Evaluation of a purification procedure for the muscarinic receptor for the purpose of quantitative receptor assays of anticholinergics. Part B: The solubilized receptor.

For the purpose of quantitative receptor assays, a three-step solubilization procedure including three optimization sets for muscarinic receptor from calf striatum was developed. The first step includes the extraction of the P2-pellet with n-hexane and consequently with 2 M NaCl. By the latter, 39% of non-receptor proteins was extracted.

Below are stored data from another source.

//! Error types for panel navigation and radio playback

/// Text shown to the user whenever a stream cannot be played
pub const STREAM_ERROR_MESSAGE: &str = "Can't play stream";

/// Result type alias for pitlane operations
pub type Result<T> = std::result::Result<T, Error>;

/// Errors that can occur while driving the site state
#[derive(Debug, thiserror::Error)]
pub enum Error {
    /// A stream could not be started or stopped playing unexpectedly.
    /// The reason is kept for the logs, users only ever see the fixed text.
    #[error("Can't play stream")]
    StreamUnavailable { reason: String },

    /// Panel name did not match any overlay
    #[error("Unknown panel: {0}")]
    UnknownPanel(String),

    /// Station lookup by index or URL failed
    #[error("Station not found: {0}")]
    StationNotFound(String),

    /// Volume was not a number
    #[error("Invalid volume: {0}")]
    InvalidVolume(f32),

    /// Station list has no entries
    #[error("Station list is empty")]
    EmptyStationList,

    /// Two stations share the same stream URL
    #[error("Duplicate station URL: {0}")]
    DuplicateStation(String),

    /// Station URL is not an absolute http(s) URL
    #[error("Invalid station URL {url}: {reason}")]
    InvalidStationUrl { url: String, reason: String },

    /// A state mutex was poisoned by a panicking holder
    #[error("Failed to lock {0} state")]
    StatePoisoned(&'static str),

    /// IO error
    #[error("IO error: {0}")]
    Io(#[from] std::io::Error),

    /// YAML parsing failed
    #[error("YAML parsing failed: {0}")]
    Yaml(#[from] serde_yaml::Error),
}

impl Error {
    /// Create a stream-unavailable error from any displayable reason
    pub fn stream_unavailable(reason: impl ToString) -> Self {
        Self::StreamUnavailable {
            reason: reason.to_string(),
        }
    }
}
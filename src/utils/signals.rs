//! Signal handling for graceful shutdown

use futures::stream::StreamExt;
use signal_hook::consts::{SIGINT, SIGTERM};
use signal_hook_tokio::Signals;
use tracing::{error, info, warn};

/// Wait for SIGTERM or SIGINT, falling back to Ctrl-C if signals cannot be registered
pub async fn shutdown_signal() {
    let mut signals = match Signals::new([SIGTERM, SIGINT]) {
        Ok(signals) => signals,
        Err(e) => {
            warn!("Failed to register signal handlers: {}, waiting for Ctrl-C", e);
            if let Err(e) = tokio::signal::ctrl_c().await {
                error!("Failed to listen for Ctrl-C: {}", e);
            }
            return;
        }
    };

    if let Some(signal) = signals.next().await {
        let name = match signal {
            SIGTERM => "SIGTERM",
            SIGINT => "SIGINT",
            _ => "unknown",
        };
        info!("Received {} ({})", name, signal);
    }
    signals.handle().close();
}
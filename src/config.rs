//! Configuration, CLI argument handling and the station list

use std::{path::PathBuf, time::Duration};
use clap::Parser;
use serde::Deserialize;
use tracing::info;

use crate::{
    error::Result,
    state::{Station, StationList},
};

/// CLI argument parsing structure
#[derive(Parser, Debug)]
#[command(name = "pitlane")]
#[command(about = "A state-managed HTTP server for the motocats site panels and radio")]
#[command(version)]
pub struct Config {
    /// Port to bind the server to
    #[arg(short, long, default_value = "20554")]
    pub port: u16,

    /// Host address to bind to
    #[arg(long, default_value = "0.0.0.0")]
    pub host: String,

    /// Panel exit animation length in milliseconds
    #[arg(long, default_value = "300")]
    pub transition_ms: u64,

    /// YAML file with the station list (built-in list when omitted)
    #[arg(long)]
    pub stations: Option<PathBuf>,

    /// Initial radio volume between 0 and 1
    #[arg(long, default_value = "0.6")]
    pub volume: f32,

    /// Enable verbose logging
    #[arg(short, long)]
    pub verbose: bool,
}

impl Config {
    /// Parse configuration from command line arguments
    pub fn parse() -> Self {
        Parser::parse()
    }

    /// Get the server address as a formatted string
    pub fn address(&self) -> String {
        format!("{}:{}", self.host, self.port)
    }

    /// Get the appropriate log level based on verbose flag
    pub fn log_level(&self) -> &'static str {
        if self.verbose { "debug" } else { "info" }
    }

    pub fn transition_delay(&self) -> Duration {
        Duration::from_millis(self.transition_ms)
    }

    /// Load the configured station list, falling back to the built-in one
    pub fn load_stations(&self) -> Result<StationList> {
        match &self.stations {
            Some(path) => {
                let stations = load_station_file(path)?;
                info!("Loaded {} stations from {}", stations.len(), path.display());
                Ok(stations)
            }
            None => default_stations(),
        }
    }
}

/// On-disk station list layout
#[derive(Debug, Deserialize)]
struct StationFile {
    stations: Vec<Station>,
}

/// Parse a station list from YAML text
pub fn parse_stations(yaml: &str) -> Result<StationList> {
    let file: StationFile = serde_yaml::from_str(yaml)?;
    StationList::new(file.stations)
}

/// Read and parse a YAML station list file
pub fn load_station_file(path: &std::path::Path) -> Result<StationList> {
    let yaml = std::fs::read_to_string(path)?;
    parse_stations(&yaml)
}

const DEFAULT_STATIONS: &[(&str, &str)] = &[
    ("DNB Radio", "https://dnbradio.nl/dnbradio_main.mp3"),
    ("Drumbase.Space", "https://radio.drumbase.space/radio/8000/mobile.mp3"),
    ("USA Dance Radio", "https://stream.rcast.net/66781"),
    ("San Francisco's 70s HITS", "https://a1.asurahosting.com:10990/radio.mp3"),
    ("RNB Radio", "https://streaming.silvacast.com/RNBRADIO.mp3"),
    ("Capital FM", "https://media-ice.musicradio.com/CapitalMP3"),
    ("80s Alive", "https://stream.80sa.live/80s-alive.mp3"),
    ("Smooth", "https://media-ice.musicradio.com/SmoothUKMP3"),
    ("1 Mix EDM", "https://fr2.1mix.co.uk:8060/stream/6/"),
    (
        "Island FM",
        "https://n05a-eu.rcs.revma.com/epatpyebanzuv?rj-ttl=5&rj-tok=AAABlWR1RR4AwW-xxUgdXWhZpg",
    ),
    ("Athens Party RNB", "https://ice.onestreaming.com/athenspartyrnb"),
    (
        "Hits Radio",
        "https://26343.live.streamtheworld.com/977_HITSAAC_SC?dist=onlineradiobox",
    ),
    ("TalkSPORT", "https://radio.talksport.com/stream"),
    ("Original 106", "https://listen-nation.sharp-stream.com/original106.mp3"),
    ("StarboxRNB", "https://stream.rcast.net/280259"),
    ("Liquid DNB", "https://free.rcast.net/283432"),
    ("Bedlam DnB", "https://free.rcast.net/255460"),
];

/// The station list the site ships with
pub fn default_stations() -> Result<StationList> {
    StationList::new(
        DEFAULT_STATIONS
            .iter()
            .map(|(name, url)| Station::new(*name, *url))
            .collect(),
    )
}
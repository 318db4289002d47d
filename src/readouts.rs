//! Readouts shown on the panels: boost sale progress and the speed gauge

use serde::{Deserialize, Serialize};

/// Progress of the global boost sale
#[derive(Debug, Clone, Copy, PartialEq, Serialize, Deserialize)]
pub struct BoostSales {
    pub sold: u64,
    pub total: u64,
    /// Share sold, in [0, 100]
    pub percent: f64,
    /// Percent rounded for the "N% sold out" label
    pub rounded: u64,
}

impl BoostSales {
    pub fn new(sold: u64, total: u64) -> Self {
        let percent = if total == 0 {
            0.0
        } else {
            (sold as f64 / total as f64 * 100.0).clamp(0.0, 100.0)
        };
        Self {
            sold,
            total,
            percent,
            rounded: percent.round() as u64,
        }
    }
}

/// Gauge geometry in SVG user units
pub const GAUGE_CENTER: (f64, f64) = (140.0, 160.0);
pub const GAUGE_RADIUS: f64 = 120.0;
/// Needle length relative to the arc radius
pub const NEEDLE_RATIO: f64 = 0.68;

pub const DEFAULT_GAUGE_MIN: f64 = 0.0;
pub const DEFAULT_GAUGE_MAX: f64 = 200.0;
pub const DEFAULT_GAUGE_UNITS: &str = "MP/H";

/// Semicircular speed gauge sweeping from 180° (left) to 360° (right)
#[derive(Debug, Clone, PartialEq, Serialize, Deserialize)]
pub struct SpeedGauge {
    pub value: f64,
    pub min: f64,
    pub max: f64,
    pub units: String,
    /// Value clamped to [min, max]
    pub clamped: f64,
    /// Position along the arc in [0, 1]
    pub fraction: f64,
    pub needle_deg: f64,
    /// Needle tip in SVG coordinates
    pub needle_tip: (f64, f64),
    /// Rounded value for the label
    pub display: String,
}

impl SpeedGauge {
    pub fn new(value: f64, min: f64, max: f64, units: impl Into<String>) -> Self {
        // An inverted range pins the needle at min
        let clamped = min.max(max.min(value));
        let fraction = (clamped - min) / (max - min).max(1.0);
        let needle_deg = 180.0 + 180.0 * fraction;

        let rad = needle_deg.to_radians();
        let length = GAUGE_RADIUS * NEEDLE_RATIO;
        let needle_tip = (
            GAUGE_CENTER.0 + length * rad.cos(),
            GAUGE_CENTER.1 + length * rad.sin(),
        );

        Self {
            value,
            min,
            max,
            units: units.into(),
            clamped,
            fraction,
            needle_deg,
            needle_tip,
            display: format!("{}", clamped.round()),
        }
    }

    /// Gauge with the site's default 0-200 MP/H scale
    pub fn mph(value: f64) -> Self {
        Self::new(value, DEFAULT_GAUGE_MIN, DEFAULT_GAUGE_MAX, DEFAULT_GAUGE_UNITS)
    }
}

The resulting pellet (NaCl-pellet), enriched in muscarinic receptors by a factor of 1.5-1.7, was solubilized with 1% digitonin. The binding parameters of the solubilized receptor were determined for the tertiary 3H-dexetimide (3H-DEX) and the quaternary 3H-N-methylscopolamine (3H-NMS). The resulting receptor density measured with 3H-dexetimide was lower (43.3% of that for the NaCl-pellet) than that for 3H-N-methyl-scopolamine (56.7%). The treatment with digitonin preserved the high affinity for 3H-N-methylscopolamine (Kd = 0.645 nM), however the affinity of 3H-dexetimide decreased after solubilization (Kd = 8.526 nM). The use of solubilized receptors in combination with hydrophilic 3H-NMS allows to increase the ratio specific/non-specific binding, since the non-specific binding for this ligand to the solubilized preparation is lower when compared with membrane-bound receptors. The above solubilization procedure was found preferable over directly solubilizing the P2-pellet since (a) the receptor density for 3H-NMS was higher for the solubilized NaCl-pellet by a factor of about 1.7, and (b) the treatment of the P2-pellet with digitonin resulted in a lowering of the Kd to 2.422 nM. However, with respect to the plasma effect on the ligand binding, both solubilized preparations give similar results. The use of the solubilized NaCl-pellet or the P2-pellet can considerably improve the quantitative receptor assays of plasma samples. Unlike the membrane-bound receptor, a high volume of plasma, such as 400 microliters, can be added to the assay without any influence on the 3H-DEX binding when solubilized preparation is used.